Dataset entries
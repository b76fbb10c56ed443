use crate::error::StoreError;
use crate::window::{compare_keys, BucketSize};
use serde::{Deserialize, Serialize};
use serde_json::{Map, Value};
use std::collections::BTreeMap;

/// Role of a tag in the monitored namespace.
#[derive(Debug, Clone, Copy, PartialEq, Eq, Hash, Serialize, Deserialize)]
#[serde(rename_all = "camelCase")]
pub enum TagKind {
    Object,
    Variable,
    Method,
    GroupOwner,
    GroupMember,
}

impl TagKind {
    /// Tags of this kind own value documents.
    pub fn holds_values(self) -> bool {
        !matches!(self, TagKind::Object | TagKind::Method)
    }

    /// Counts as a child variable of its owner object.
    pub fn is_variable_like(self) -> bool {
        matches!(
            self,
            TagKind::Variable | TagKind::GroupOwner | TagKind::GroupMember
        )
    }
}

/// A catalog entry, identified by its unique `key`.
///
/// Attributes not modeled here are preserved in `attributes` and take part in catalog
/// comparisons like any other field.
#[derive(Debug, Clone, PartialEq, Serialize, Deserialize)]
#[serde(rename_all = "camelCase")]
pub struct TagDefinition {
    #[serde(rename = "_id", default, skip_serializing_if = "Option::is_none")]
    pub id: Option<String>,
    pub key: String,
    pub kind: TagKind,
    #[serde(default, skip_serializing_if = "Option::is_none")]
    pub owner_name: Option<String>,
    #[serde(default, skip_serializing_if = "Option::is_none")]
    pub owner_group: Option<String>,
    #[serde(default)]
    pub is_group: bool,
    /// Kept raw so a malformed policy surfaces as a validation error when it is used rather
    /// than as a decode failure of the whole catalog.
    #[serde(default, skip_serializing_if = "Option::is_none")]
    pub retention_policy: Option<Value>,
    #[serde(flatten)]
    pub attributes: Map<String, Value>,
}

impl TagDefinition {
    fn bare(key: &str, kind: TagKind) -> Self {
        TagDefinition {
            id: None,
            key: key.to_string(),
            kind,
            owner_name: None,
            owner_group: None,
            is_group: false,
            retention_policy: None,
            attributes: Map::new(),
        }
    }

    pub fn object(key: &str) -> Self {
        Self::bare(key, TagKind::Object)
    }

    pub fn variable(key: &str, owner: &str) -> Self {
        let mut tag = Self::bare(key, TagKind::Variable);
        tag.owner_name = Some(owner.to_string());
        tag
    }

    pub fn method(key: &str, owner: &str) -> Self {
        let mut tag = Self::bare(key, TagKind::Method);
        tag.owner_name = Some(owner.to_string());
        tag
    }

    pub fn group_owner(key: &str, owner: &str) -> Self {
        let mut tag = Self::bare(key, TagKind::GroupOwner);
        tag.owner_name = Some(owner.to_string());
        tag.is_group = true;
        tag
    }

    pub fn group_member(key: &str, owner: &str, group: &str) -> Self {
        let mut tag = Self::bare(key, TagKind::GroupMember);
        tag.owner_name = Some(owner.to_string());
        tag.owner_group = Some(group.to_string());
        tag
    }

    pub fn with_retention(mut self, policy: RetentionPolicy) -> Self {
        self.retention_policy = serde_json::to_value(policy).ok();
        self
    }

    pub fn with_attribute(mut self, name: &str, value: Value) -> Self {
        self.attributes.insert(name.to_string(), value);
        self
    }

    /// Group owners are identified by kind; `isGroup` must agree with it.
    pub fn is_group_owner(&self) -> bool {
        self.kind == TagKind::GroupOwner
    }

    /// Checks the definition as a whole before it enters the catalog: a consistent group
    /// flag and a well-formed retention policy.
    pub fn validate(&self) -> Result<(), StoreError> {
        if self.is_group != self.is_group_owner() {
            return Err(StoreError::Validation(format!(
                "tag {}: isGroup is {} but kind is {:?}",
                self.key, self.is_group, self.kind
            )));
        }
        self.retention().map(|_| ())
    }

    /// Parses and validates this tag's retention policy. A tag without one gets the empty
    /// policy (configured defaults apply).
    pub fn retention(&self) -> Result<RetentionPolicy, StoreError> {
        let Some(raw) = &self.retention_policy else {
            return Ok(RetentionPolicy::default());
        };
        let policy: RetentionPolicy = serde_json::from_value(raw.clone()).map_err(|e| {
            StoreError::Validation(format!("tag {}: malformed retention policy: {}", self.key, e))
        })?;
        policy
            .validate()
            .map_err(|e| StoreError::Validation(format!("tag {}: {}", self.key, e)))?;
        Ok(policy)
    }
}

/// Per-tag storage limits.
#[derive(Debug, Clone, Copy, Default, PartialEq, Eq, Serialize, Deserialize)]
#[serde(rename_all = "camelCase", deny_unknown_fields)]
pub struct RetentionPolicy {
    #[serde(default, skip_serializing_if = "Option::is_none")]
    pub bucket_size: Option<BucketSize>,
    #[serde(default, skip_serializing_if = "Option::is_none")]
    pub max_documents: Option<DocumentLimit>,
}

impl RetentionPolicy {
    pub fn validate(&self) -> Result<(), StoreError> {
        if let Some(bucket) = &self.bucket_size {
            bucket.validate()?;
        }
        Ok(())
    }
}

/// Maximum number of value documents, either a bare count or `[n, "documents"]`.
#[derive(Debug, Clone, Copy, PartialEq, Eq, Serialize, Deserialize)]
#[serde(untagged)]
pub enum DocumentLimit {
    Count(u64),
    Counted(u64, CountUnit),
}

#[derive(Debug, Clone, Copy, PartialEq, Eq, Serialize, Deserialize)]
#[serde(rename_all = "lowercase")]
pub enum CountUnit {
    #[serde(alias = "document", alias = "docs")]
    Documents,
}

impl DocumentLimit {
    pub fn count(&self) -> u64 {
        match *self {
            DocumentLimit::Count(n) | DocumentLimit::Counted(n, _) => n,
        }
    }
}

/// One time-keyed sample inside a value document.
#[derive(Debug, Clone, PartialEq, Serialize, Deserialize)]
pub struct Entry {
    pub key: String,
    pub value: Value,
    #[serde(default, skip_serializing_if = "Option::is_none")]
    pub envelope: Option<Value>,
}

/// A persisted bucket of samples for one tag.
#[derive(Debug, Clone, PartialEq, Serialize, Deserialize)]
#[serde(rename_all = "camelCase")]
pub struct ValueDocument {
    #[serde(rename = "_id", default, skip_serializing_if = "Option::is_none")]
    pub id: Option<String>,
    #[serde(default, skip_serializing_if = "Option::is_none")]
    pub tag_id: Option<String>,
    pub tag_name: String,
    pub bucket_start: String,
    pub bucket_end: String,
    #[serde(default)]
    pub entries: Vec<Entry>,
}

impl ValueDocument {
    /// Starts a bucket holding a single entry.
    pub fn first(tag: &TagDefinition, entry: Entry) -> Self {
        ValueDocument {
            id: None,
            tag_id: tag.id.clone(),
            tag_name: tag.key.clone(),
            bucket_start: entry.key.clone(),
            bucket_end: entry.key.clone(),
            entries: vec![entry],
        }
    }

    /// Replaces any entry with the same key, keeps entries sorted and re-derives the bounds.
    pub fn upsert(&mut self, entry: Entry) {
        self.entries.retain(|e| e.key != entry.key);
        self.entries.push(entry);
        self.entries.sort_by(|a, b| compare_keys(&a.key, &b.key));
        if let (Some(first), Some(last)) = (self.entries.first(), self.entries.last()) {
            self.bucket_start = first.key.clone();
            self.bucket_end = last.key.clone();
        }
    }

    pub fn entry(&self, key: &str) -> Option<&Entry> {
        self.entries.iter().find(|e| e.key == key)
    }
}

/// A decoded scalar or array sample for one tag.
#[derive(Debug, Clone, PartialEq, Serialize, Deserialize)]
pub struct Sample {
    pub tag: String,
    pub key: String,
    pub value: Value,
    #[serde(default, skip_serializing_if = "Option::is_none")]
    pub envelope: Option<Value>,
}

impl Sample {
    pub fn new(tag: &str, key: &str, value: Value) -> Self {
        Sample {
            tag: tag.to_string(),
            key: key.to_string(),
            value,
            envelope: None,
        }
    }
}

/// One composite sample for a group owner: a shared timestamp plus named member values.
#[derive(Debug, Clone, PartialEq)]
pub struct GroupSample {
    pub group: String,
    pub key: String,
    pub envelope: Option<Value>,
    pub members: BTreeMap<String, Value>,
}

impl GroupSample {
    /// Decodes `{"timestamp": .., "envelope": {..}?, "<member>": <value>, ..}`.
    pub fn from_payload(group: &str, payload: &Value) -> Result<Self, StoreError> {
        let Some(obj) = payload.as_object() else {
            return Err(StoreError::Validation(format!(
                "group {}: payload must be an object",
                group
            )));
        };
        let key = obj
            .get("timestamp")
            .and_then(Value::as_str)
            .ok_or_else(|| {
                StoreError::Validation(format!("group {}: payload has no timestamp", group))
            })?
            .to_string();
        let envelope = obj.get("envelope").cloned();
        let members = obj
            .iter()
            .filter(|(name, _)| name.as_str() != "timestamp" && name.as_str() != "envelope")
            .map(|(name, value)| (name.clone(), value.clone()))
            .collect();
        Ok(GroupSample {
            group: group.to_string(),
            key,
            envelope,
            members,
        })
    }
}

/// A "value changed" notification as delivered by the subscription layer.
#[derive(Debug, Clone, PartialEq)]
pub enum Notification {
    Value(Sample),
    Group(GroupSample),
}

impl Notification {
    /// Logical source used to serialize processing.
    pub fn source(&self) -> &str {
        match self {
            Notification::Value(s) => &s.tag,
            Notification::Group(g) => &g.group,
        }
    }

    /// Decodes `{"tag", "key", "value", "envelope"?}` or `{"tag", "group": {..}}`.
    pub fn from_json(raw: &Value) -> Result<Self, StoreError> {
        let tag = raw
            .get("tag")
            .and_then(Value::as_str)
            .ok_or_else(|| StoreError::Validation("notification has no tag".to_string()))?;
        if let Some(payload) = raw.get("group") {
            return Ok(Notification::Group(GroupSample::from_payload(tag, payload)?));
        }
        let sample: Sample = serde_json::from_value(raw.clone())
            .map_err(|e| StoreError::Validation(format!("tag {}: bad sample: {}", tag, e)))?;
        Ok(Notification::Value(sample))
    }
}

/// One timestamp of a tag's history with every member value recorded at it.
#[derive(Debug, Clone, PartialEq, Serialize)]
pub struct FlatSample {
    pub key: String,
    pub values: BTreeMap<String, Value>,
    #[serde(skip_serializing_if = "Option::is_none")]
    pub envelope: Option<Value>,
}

*Activity*
Would you copy out every line in the records that includes the string "source"?

*Task answer*
    /// Logical source used to serialize processing.
    pub fn source(&self) -> &str {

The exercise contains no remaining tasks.